Tuesday, November 22, 2016

Happy Friends-giving!


By: Tim Culver
Last week during my visit to Meadowview Elementary School I had the privilege of observing their first ever “Friendsgiving”.  As a strategy to increase student engagement, the school has implemented a ‘buddy program’ matching cross grade level classes in relationships-building activities across ages and the school.  I saw several examples of these lovely interactions.  The 3rd to 5th grade matchups experienced an activity Friday where families brought in food representing their very diverse heritage or backgrounds and buddies shared a meal.  From latkes to pad thai to tamales...what greater way is there to build bonds than sharing one’s story over a meal; and it showed in their faces!  My first thoughts connected this to traditions surrounding Thanksgiving and the power of sharing meals to build relationships with families, friends and others.  My second thought was how our teachers and students show us a way forward in times like these when there's so much divisiveness in the broader national sphere of politics.

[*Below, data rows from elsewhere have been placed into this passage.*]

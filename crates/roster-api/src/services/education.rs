// Education history service

use std::sync::Arc;

use anyhow::Result;
use roster_contracts::{CreateEducationRequest, Education, UpdateEducationRequest};
use roster_storage::{CreateEducation, Database, EducationRow, UpdateEducation};
use uuid::Uuid;

pub struct EducationService {
    db: Arc<Database>,
}

impl EducationService {
    pub fn new(db: Arc<Database>) -> Self {
        Self { db }
    }

    pub async fn create(&self, employee_id: Uuid, req: CreateEducationRequest) -> Result<Education> {
        let row = self
            .db
            .create_education(CreateEducation {
                employee_id,
                institute_name: req.institute_name,
                degree: req.degree,
                start_date: req.start_date,
                end_date: req.end_date,
                description: req.description,
            })
            .await?;
        Ok(row_to_education(row))
    }

    pub async fn get(&self, id: Uuid) -> Result<Option<Education>> {
        Ok(self.db.get_education(id).await?.map(row_to_education))
    }

    pub async fn list_for_employee(&self, employee_id: Uuid) -> Result<Vec<Education>> {
        let rows = self.db.list_educations_for_employee(employee_id).await?;
        Ok(rows.into_iter().map(row_to_education).collect())
    }

    pub async fn update(&self, id: Uuid, req: UpdateEducationRequest) -> Result<Option<Education>> {
        let row = self
            .db
            .update_education(
                id,
                UpdateEducation {
                    institute_name: req.institute_name,
                    degree: req.degree,
                    start_date: req.start_date,
                    end_date: req.end_date,
                    description: req.description,
                },
            )
            .await?;
        Ok(row.map(row_to_education))
    }

    pub async fn delete(&self, id: Uuid) -> Result<bool> {
        self.db.delete_education(id).await
    }
}

fn row_to_education(row: EducationRow) -> Education {
    Education {
        id: row.id,
        employee_id: row.employee_id,
        institute_name: row.institute_name,
        degree: row.degree,
        start_date: row.start_date,
        end_date: row.end_date,
        description: row.description,
    }
}
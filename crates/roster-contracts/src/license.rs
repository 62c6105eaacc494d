// License and certification DTOs

use chrono::NaiveDate;
use serde::{Deserialize, Serialize};
use utoipa::ToSchema;
use uuid::Uuid;

/// A license or certification held by an employee
#[derive(Debug, Clone, Serialize, Deserialize, ToSchema)]
pub struct License {
    pub id: Uuid,
    pub employee_id: Uuid,
    #[schema(example = "AWS Solutions Architect")]
    pub license_name: String,
    #[serde(skip_serializing_if = "Option::is_none")]
    pub issuing_organization: Option<String>,
    #[serde(skip_serializing_if = "Option::is_none")]
    pub credential_id: Option<String>,
    #[serde(skip_serializing_if = "Option::is_none")]
    pub start_date: Option<NaiveDate>,
    #[serde(skip_serializing_if = "Option::is_none")]
    pub end_date: Option<NaiveDate>,
    #[serde(skip_serializing_if = "Option::is_none")]
    pub credential_url: Option<String>,
}

/// Request to add a license entry
#[derive(Debug, Clone, Serialize, Deserialize, ToSchema)]
pub struct CreateLicenseRequest {
    pub license_name: String,
    #[serde(skip_serializing_if = "Option::is_none")]
    pub issuing_organization: Option<String>,
    #[serde(skip_serializing_if = "Option::is_none")]
    pub credential_id: Option<String>,
    #[serde(skip_serializing_if = "Option::is_none")]
    pub start_date: Option<NaiveDate>,
    #[serde(skip_serializing_if = "Option::is_none")]
    pub end_date: Option<NaiveDate>,
    #[serde(skip_serializing_if = "Option::is_none")]
    pub credential_url: Option<String>,
}

/// Request to update a license entry. Only provided fields change.
#[derive(Debug, Clone, Serialize, Deserialize, ToSchema)]
pub struct UpdateLicenseRequest {
    #[serde(skip_serializing_if = "Option::is_none")]
    pub license_name: Option<String>,
    #[serde(skip_serializing_if = "Option::is_none")]
    pub issuing_organization: Option<String>,
    #[serde(skip_serializing_if = "Option::is_none")]
    pub credential_id: Option<String>,
    #[serde(skip_serializing_if = "Option::is_none")]
    pub start_date: Option<NaiveDate>,
    #[serde(skip_serializing_if = "Option::is_none")]
    pub end_date: Option<NaiveDate>,
    #[serde(skip_serializing_if = "Option::is_none")]
    pub credential_url: Option<String>,
}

At moments like this, it is a privilege to be an educator and school leader. Our children are indeed the hope for our future; their minds and souls innately curious and loving. Our role as educators is to help them remain this way. We must strive to ensure that our children are prepared to do better and that they feel safe and hopeful as our society strives to increase understanding, compassion and coming together after a divisive campaign earlier this school year.  Everyone, students and adults, returned to school after the election with widely different reactions and emotions and yet, were expected to recommit to their community, their friends, their colleagues — and to continue to work and sit side by side with each other in classes, at lunch and on the athletic fields. I am proud to say that in Oak Creek-Franklin schools I observed our core value of respect and integrity.  So many examples of people working to ensure that each student, family and employee is able to be fully who they are, and in so doing, exhibiting a commitment to kindness, understanding, and community. 

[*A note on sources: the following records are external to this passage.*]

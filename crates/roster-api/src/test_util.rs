// Shared fixtures for route tests: an in-memory database seeded with one
// account, a local-mode auth stack, and a bearer token for that account.

use axum::body::Body;
use axum::http::{header, Request};
use axum::response::Response;
use http_body_util::BodyExt;
use jsonwebtoken::Algorithm;
use roster_storage::password::hash_password;
use roster_storage::{CreateUser, Database, UserRow};
use std::sync::Arc;
use std::time::Duration;

use crate::auth::{AuthConfig, AuthMode, AuthState};

pub(crate) struct Fixture {
    pub db: Arc<Database>,
    pub auth: AuthState,
    pub user: UserRow,
    pub token: String,
}

/// In-memory database with one account (ada@example.com / hunter2) and a
/// token already issued for it.
pub(crate) async fn fixture() -> Fixture {
    let db = Arc::new(Database::in_memory());
    let user = seed_user(&db, "Ada", "ada@example.com", "E-1").await;

    let config = AuthConfig {
        mode: AuthMode::Local,
        jwt_secret: "test-secret".to_string(),
        jwt_algorithm: Algorithm::HS256,
        access_token_lifetime: Duration::from_secs(900),
        federated: None,
    };
    let auth = AuthState::new(config, db.clone()).unwrap();
    let token = token_for(&auth, &user.email);

    Fixture {
        db,
        auth,
        user,
        token,
    }
}

/// Insert an account with password "hunter2" and no roles.
pub(crate) async fn seed_user(
    db: &Arc<Database>,
    name: &str,
    email: &str,
    badge_number: &str,
) -> UserRow {
    db.create_user(CreateUser {
        name: name.to_string(),
        email: email.to_string(),
        badge_number: badge_number.to_string(),
        password_hash: hash_password("hunter2").unwrap(),
        role_ids: Vec::new(),
    })
    .await
    .unwrap()
}

pub(crate) fn token_for(auth: &AuthState, email: &str) -> String {
    auth.tokens.issue_default(email).unwrap()
}

/// Build a request, attaching a bearer token and a JSON body when given.
pub(crate) fn request(
    method: &str,
    uri: &str,
    token: Option<&str>,
    body: Option<serde_json::Value>,
) -> Request<Body> {
    let mut builder = Request::builder().method(method).uri(uri);
    if let Some(token) = token {
        builder = builder.header(header::AUTHORIZATION, format!("Bearer {token}"));
    }
    match body {
        Some(body) => builder
            .header(header::CONTENT_TYPE, "application/json")
            .body(Body::from(body.to_string()))
            .unwrap(),
        None => builder.body(Body::empty()).unwrap(),
    }
}

pub(crate) async fn body_json(response: Response) -> serde_json::Value {
    let bytes = response.into_body().collect().await.unwrap().to_bytes();
    serde_json::from_slice(&bytes).unwrap()
}
// Services layer for business logic
// Services own conversions and storage access; precondition checks that
// produce specific HTTP errors live in the route handlers.

pub mod education;
pub mod employee;
pub mod experience;
pub mod license;
pub mod role;
pub mod user;

pub use education::EducationService;
pub use employee::EmployeeService;
pub use experience::ExperienceService;
pub use license::LicenseService;
pub use role::RoleService;
pub use user::UserService;
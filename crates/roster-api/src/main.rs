// Roster API server
// Decision: one authentication strategy per deployment, selected at startup

mod auth;
mod common;
mod educations;
mod employees;
mod experiences;
mod licenses;
mod roles;
mod services;
#[cfg(test)]
mod test_util;
mod users;

use anyhow::{Context, Result};
use axum::http::{header, HeaderValue, Method};
use axum::{extract::State, routing::get, Json, Router};
use roster_contracts::*;
use roster_storage::Database;
use serde::Serialize;
use std::sync::Arc;
use tower_http::cors::{AllowOrigin, CorsLayer};
use tower_http::trace::TraceLayer;
use tracing_subscriber::{layer::SubscriberExt, util::SubscriberInitExt};
use utoipa::OpenApi;
use utoipa_swagger_ui::SwaggerUi;

use crate::auth::{AuthConfig, AuthState};

/// Origin the bundled frontend is served from during development
const DEFAULT_CORS_ORIGIN: &str = "http://localhost:3000";

#[derive(Serialize)]
struct HealthResponse {
    status: &'static str,
    version: &'static str,
    auth_mode: String,
}

async fn health(State(state): State<HealthState>) -> Json<HealthResponse> {
    Json(HealthResponse {
        status: "ok",
        version: env!("CARGO_PKG_VERSION"),
        auth_mode: state.auth_mode.clone(),
    })
}

/// State for health endpoint
#[derive(Clone)]
struct HealthState {
    auth_mode: String,
}

/// OpenAPI documentation
#[derive(OpenApi)]
#[openapi(
    paths(
        auth::routes::login,
        auth::routes::me,
        users::create_user,
        users::list_users,
        users::get_user,
        roles::create_role,
        roles::list_roles,
        roles::get_role,
        employees::create_employee,
        employees::list_employees,
        employees::get_employee,
        employees::update_employee,
        experiences::create_experience,
        experiences::list_experiences,
        experiences::update_experience,
        experiences::delete_experience,
        experiences::create_project,
        experiences::list_projects,
        educations::create_education,
        educations::list_educations,
        educations::update_education,
        educations::delete_education,
        licenses::create_license,
        licenses::list_licenses,
        licenses::update_license,
        licenses::delete_license,
    ),
    components(
        schemas(
            User, CreateUserRequest,
            Role, CreateRoleRequest,
            Employee, CreateEmployeeRequest, UpdateEmployeeRequest,
            Experience, CreateExperienceRequest, UpdateExperienceRequest,
            ExperienceProject, CreateExperienceProjectRequest,
            Education, CreateEducationRequest, UpdateEducationRequest,
            License, CreateLicenseRequest, UpdateLicenseRequest,
            ErrorResponse,
            ListResponse<User>,
            ListResponse<Role>,
            ListResponse<Employee>,
            ListResponse<Experience>,
            ListResponse<ExperienceProject>,
            ListResponse<Education>,
            ListResponse<License>,
            auth::routes::LoginRequest,
            auth::routes::TokenResponse,
            auth::routes::UserInfoResponse,
        )
    ),
    tags(
        (name = "auth", description = "Authentication endpoints"),
        (name = "users", description = "Account management endpoints"),
        (name = "roles", description = "Role catalog endpoints"),
        (name = "employees", description = "Employee profile endpoints"),
        (name = "experiences", description = "Work experience and project endpoints"),
        (name = "educations", description = "Education endpoints"),
        (name = "licenses", description = "License and certification endpoints")
    ),
    info(
        title = "Roster API",
        version = "0.1.0",
        description = "API for managing employee accounts, profiles, and work history",
        license(name = "MIT", url = "https://opensource.org/licenses/MIT")
    )
)]
struct ApiDoc;

#[tokio::main]
async fn main() -> Result<()> {
    dotenvy::dotenv().ok();

    // Initialize tracing
    tracing_subscriber::registry()
        .with(
            tracing_subscriber::EnvFilter::try_from_default_env()
                .unwrap_or_else(|_| "roster_api=debug,tower_http=debug".into()),
        )
        .with(tracing_subscriber::fmt::layer())
        .init();

    tracing::info!("roster-api starting...");

    // Initialize storage. STORAGE_MODE=memory runs without Postgres.
    let storage_mode = std::env::var("STORAGE_MODE").unwrap_or_default();
    let db = if storage_mode.eq_ignore_ascii_case("memory") {
        tracing::info!("Using in-memory storage (data is not persisted)");
        Database::in_memory()
    } else {
        let database_url =
            std::env::var("DATABASE_URL").context("DATABASE_URL environment variable required")?;
        let db = Database::postgres(&database_url)
            .await
            .context("Failed to connect to database")?;
        tracing::info!("Connected to database");
        db
    };
    let db = Arc::new(db);

    // Load authentication configuration
    let auth_config = AuthConfig::from_env().context("Failed to load auth configuration")?;
    tracing::info!(mode = ?auth_config.mode, "Authentication configured");

    // Load API prefix from environment (default: empty)
    // Example: API_PREFIX="/api" results in routes like /api/v1/employees
    let api_prefix = std::env::var("API_PREFIX").unwrap_or_default();
    if !api_prefix.is_empty() {
        tracing::info!(prefix = %api_prefix, "API prefix configured");
    }

    // Load CORS allowed origins from environment.
    // Example: CORS_ALLOWED_ORIGINS="https://app.example.com,https://admin.example.com"
    let cors_origins: Vec<HeaderValue> = std::env::var("CORS_ALLOWED_ORIGINS")
        .ok()
        .filter(|s| !s.is_empty())
        .unwrap_or_else(|| DEFAULT_CORS_ORIGIN.to_string())
        .split(',')
        .filter_map(|s| s.trim().parse().ok())
        .collect();
    tracing::info!(origins = ?cors_origins, "CORS origins configured");

    let app = build_app(db, auth_config, &api_prefix)?;

    // Add CORS
    let app = app.layer(
        CorsLayer::new()
            .allow_origin(AllowOrigin::list(cors_origins))
            .allow_methods([
                Method::GET,
                Method::POST,
                Method::PUT,
                Method::PATCH,
                Method::DELETE,
                Method::OPTIONS,
            ])
            .allow_headers([
                header::CONTENT_TYPE,
                header::AUTHORIZATION,
                header::ACCEPT,
                header::ORIGIN,
                header::CACHE_CONTROL,
            ])
            .allow_credentials(true),
    );

    // Add tracing
    let app = app.layer(TraceLayer::new_for_http());

    // Start server
    let addr = "0.0.0.0:9000";
    let listener = tokio::net::TcpListener::bind(addr)
        .await
        .context("Failed to bind to address")?;
    tracing::info!("Listening on {}", addr);

    axum::serve(listener, app).await.context("Server error")?;

    Ok(())
}

/// Assemble the full application router (extracted for testing)
fn build_app(db: Arc<Database>, auth_config: AuthConfig, api_prefix: &str) -> Result<Router> {
    let health_state = HealthState {
        auth_mode: format!("{:?}", auth_config.mode),
    };
    let auth_state = AuthState::new(auth_config, db.clone())?;

    let users_state = users::UsersState::new(db.clone(), auth_state.clone());
    let roles_state = roles::RolesState::new(db.clone(), auth_state.clone());
    let employees_state = employees::EmployeesState::new(db.clone(), auth_state.clone());
    let experiences_state = experiences::ExperiencesState::new(db.clone(), auth_state.clone());
    let educations_state = educations::EducationsState::new(db.clone(), auth_state.clone());
    let licenses_state = licenses::LicensesState::new(db, auth_state.clone());

    let api_routes = Router::new()
        .merge(users::routes(users_state))
        .merge(roles::routes(roles_state))
        .merge(employees::routes(employees_state))
        .merge(experiences::routes(experiences_state))
        .merge(educations::routes(educations_state))
        .merge(licenses::routes(licenses_state));

    // Health and auth are never prefixed; the API surface may be.
    let app = Router::new()
        .route("/health", get(health).with_state(health_state))
        .merge(auth::routes(auth_state))
        .merge(build_router_with_prefix(api_routes, api_prefix))
        .merge(SwaggerUi::new("/swagger-ui").url("/api-doc/openapi.json", ApiDoc::openapi()));

    Ok(app)
}

/// Build router with optional API prefix (extracted for testing)
fn build_router_with_prefix<S: Clone + Send + Sync + 'static>(
    api_routes: Router<S>,
    api_prefix: &str,
) -> Router<S> {
    if api_prefix.is_empty() {
        api_routes
    } else {
        Router::new().nest(api_prefix, api_routes)
    }
}

#[cfg(test)]
mod tests {
    use super::*;
    use axum::http::{Request, StatusCode};
    use axum::body::Body;
    use http_body_util::BodyExt;
    use jsonwebtoken::Algorithm;
    use std::time::Duration;
    use tower::ServiceExt;

    use crate::auth::AuthMode;
    use crate::test_util::{body_json, request};

    fn test_app() -> Router {
        let config = AuthConfig {
            mode: AuthMode::Local,
            jwt_secret: "test-secret".to_string(),
            jwt_algorithm: Algorithm::HS256,
            access_token_lifetime: Duration::from_secs(900),
            federated: None,
        };
        build_app(Arc::new(Database::in_memory()), config, "").unwrap()
    }

    fn test_routes() -> Router {
        Router::new().route("/v1/test", get(|| async { "ok" }))
    }

    #[tokio::test]
    async fn test_api_prefix_empty() {
        let app = build_router_with_prefix(test_routes(), "");

        let response = app
            .oneshot(
                Request::builder()
                    .uri("/v1/test")
                    .body(Body::empty())
                    .unwrap(),
            )
            .await
            .unwrap();

        assert_eq!(response.status(), 200);
        let body = response.into_body().collect().await.unwrap().to_bytes();
        assert_eq!(&body[..], b"ok");
    }

    #[tokio::test]
    async fn test_api_prefix_set() {
        let app = build_router_with_prefix(test_routes(), "/api");

        // Route should work with prefix
        let response = app
            .clone()
            .oneshot(
                Request::builder()
                    .uri("/api/v1/test")
                    .body(Body::empty())
                    .unwrap(),
            )
            .await
            .unwrap();

        assert_eq!(response.status(), 200);

        // Route should NOT work without prefix
        let response = app
            .oneshot(
                Request::builder()
                    .uri("/v1/test")
                    .body(Body::empty())
                    .unwrap(),
            )
            .await
            .unwrap();

        assert_eq!(response.status(), 404);
    }

    #[tokio::test]
    async fn health_is_open_and_reports_auth_mode() {
        let app = test_app();

        let response = app
            .oneshot(request("GET", "/health", None, None))
            .await
            .unwrap();
        assert_eq!(response.status(), StatusCode::OK);
        let body = body_json(response).await;
        assert_eq!(body["status"], "ok");
        assert_eq!(body["version"], env!("CARGO_PKG_VERSION"));
        assert_eq!(body["auth_mode"], "Local");
    }

    #[tokio::test]
    async fn openapi_document_is_served() {
        let app = test_app();

        let response = app
            .oneshot(request("GET", "/api-doc/openapi.json", None, None))
            .await
            .unwrap();
        assert_eq!(response.status(), StatusCode::OK);
        let body = body_json(response).await;
        assert_eq!(body["info"]["title"], "Roster API");
        assert!(body["paths"]["/v1/auth/login"].is_object());
    }

    #[tokio::test]
    async fn register_login_and_work_with_roles() {
        let app = test_app();

        // Registration is open.
        let response = app
            .clone()
            .oneshot(request(
                "POST",
                "/v1/users",
                None,
                Some(serde_json::json!({
                    "name": "Ada",
                    "email": "ada@example.com",
                    "badge_number": "E-1",
                    "password": "hunter2",
                })),
            ))
            .await
            .unwrap();
        assert_eq!(response.status(), StatusCode::CREATED);

        // Token login with form credentials.
        let response = app
            .clone()
            .oneshot(
                Request::builder()
                    .method("POST")
                    .uri("/v1/auth/login")
                    .header("content-type", "application/x-www-form-urlencoded")
                    .body(Body::from("username=ada%40example.com&password=hunter2"))
                    .unwrap(),
            )
            .await
            .unwrap();
        assert_eq!(response.status(), StatusCode::OK);
        let body = body_json(response).await;
        assert_eq!(body["token_type"], "bearer");
        let token = body["access_token"].as_str().unwrap().to_string();

        let response = app
            .clone()
            .oneshot(request("GET", "/v1/auth/me", Some(&token), None))
            .await
            .unwrap();
        assert_eq!(response.status(), StatusCode::OK);
        assert_eq!(body_json(response).await["email"], "ada@example.com");

        // Authenticated accounts can create roles; names are unique.
        let response = app
            .clone()
            .oneshot(request(
                "POST",
                "/v1/roles",
                Some(&token),
                Some(serde_json::json!({"name": "admin"})),
            ))
            .await
            .unwrap();
        assert_eq!(response.status(), StatusCode::CREATED);

        let response = app
            .oneshot(request(
                "POST",
                "/v1/roles",
                Some(&token),
                Some(serde_json::json!({"name": "admin"})),
            ))
            .await
            .unwrap();
        assert_eq!(response.status(), StatusCode::CONFLICT);
        assert_eq!(
            body_json(response).await["error"],
            "Role name already registered"
        );
    }
}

Times of change are rich fields for real life learning and growth and it is incumbent upon schools to capitalize on this and also model the high road:  that we continue to insist that our students learn to respect others whose opinions and beliefs may be different than their own because we know that meaningful, respectful dialogue and activities build character and help our students understand the strength of our democracy.

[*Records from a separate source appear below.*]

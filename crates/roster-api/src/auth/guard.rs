// Request authentication guard.
// Decision: every rejection yields the same 401 body so callers cannot
// probe which check failed. The distinct reasons go to debug logs only.

use axum::{
    extract::FromRequestParts,
    http::{header, request::Parts, StatusCode},
    response::{IntoResponse, Response},
    Json,
};
use serde::Serialize;
use uuid::Uuid;

use super::authenticator::Credential;
use super::config::AuthMode;
use super::routes::AuthState;

/// Authentication error
#[derive(Debug, Clone, Serialize)]
pub struct AuthError {
    pub error: String,
    #[serde(skip)]
    pub status: StatusCode,
}

impl AuthError {
    pub fn unauthorized(message: &str) -> Self {
        Self {
            error: message.to_string(),
            status: StatusCode::UNAUTHORIZED,
        }
    }
}

impl IntoResponse for AuthError {
    fn into_response(self) -> Response {
        (self.status, Json(self)).into_response()
    }
}

/// Authenticated user context extracted from a request
#[derive(Debug, Clone)]
pub struct AuthUser {
    pub id: Uuid,
    pub email: String,
    pub name: String,
    pub badge_number: String,
    pub roles: Vec<String>,
}

/// Helper trait for extracting AuthState from module states
pub trait FromRef<T> {
    fn from_ref(input: &T) -> Self;
}

impl FromRef<AuthState> for AuthState {
    fn from_ref(input: &AuthState) -> Self {
        input.clone()
    }
}

/// Extractor for the authenticated user. Returns 401 if the request does
/// not carry a valid credential.
#[axum::async_trait]
impl<S> FromRequestParts<S> for AuthUser
where
    S: Send + Sync,
    AuthState: FromRef<S>,
{
    type Rejection = AuthError;

    async fn from_request_parts(parts: &mut Parts, state: &S) -> Result<Self, Self::Rejection> {
        let auth_state = AuthState::from_ref(state);
        extract_auth_user(parts, &auth_state).await
    }
}

fn rejected() -> AuthError {
    AuthError::unauthorized("Authentication required")
}

async fn extract_auth_user(
    parts: &mut Parts,
    auth_state: &AuthState,
) -> Result<AuthUser, AuthError> {
    let Some(auth_header) = parts.headers.get(header::AUTHORIZATION) else {
        tracing::debug!("Missing authorization header");
        return Err(rejected());
    };

    let auth_str = auth_header.to_str().map_err(|_| {
        tracing::debug!("Authorization header is not valid UTF-8");
        rejected()
    })?;

    let Some(token) = auth_str.strip_prefix("Bearer ") else {
        tracing::debug!("Authorization header does not carry a bearer token");
        return Err(rejected());
    };

    match auth_state.config.mode {
        AuthMode::Local => {
            let email = auth_state.tokens.verify(token).map_err(|e| {
                tracing::debug!("Token verification failed: {}", e);
                rejected()
            })?;

            auth_state
                .authenticator
                .identity_by_email(&email)
                .await
                .map_err(|e| {
                    tracing::error!("Identity lookup failed: {}", e);
                    rejected()
                })?
                .ok_or_else(|| {
                    tracing::debug!(%email, "Token subject no longer exists");
                    rejected()
                })
        }
        AuthMode::Federated => auth_state
            .authenticator
            .authenticate(Credential::External {
                token: token.to_string(),
            })
            .await
            .map_err(|e| {
                tracing::error!("Federated authentication failed: {}", e);
                rejected()
            })?
            .ok_or_else(rejected),
    }
}

#[cfg(test)]
mod tests {
    use super::*;

    #[test]
    fn auth_error_serializes_message_only() {
        let error = AuthError::unauthorized("Authentication required");
        assert_eq!(error.status, StatusCode::UNAUTHORIZED);

        let json = serde_json::to_string(&error).unwrap();
        assert_eq!(json, r#"{"error":"Authentication required"}"#);
    }
}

Our mission statement begins with the words, “working together”. To work together, we have to find ways to come together.  I am thankful for the opportunity we have to do this - parents, community members, students, teachers, support staff all striving to make a positive difference in the lives of our children and therefore our future.  I hope your Thanksgiving break is as full of the happiness, bonding and hope I saw among the 3rd and 5th graders at “Friendsgiving”.  Let’s hope this custom becomes more and more common throughout our community.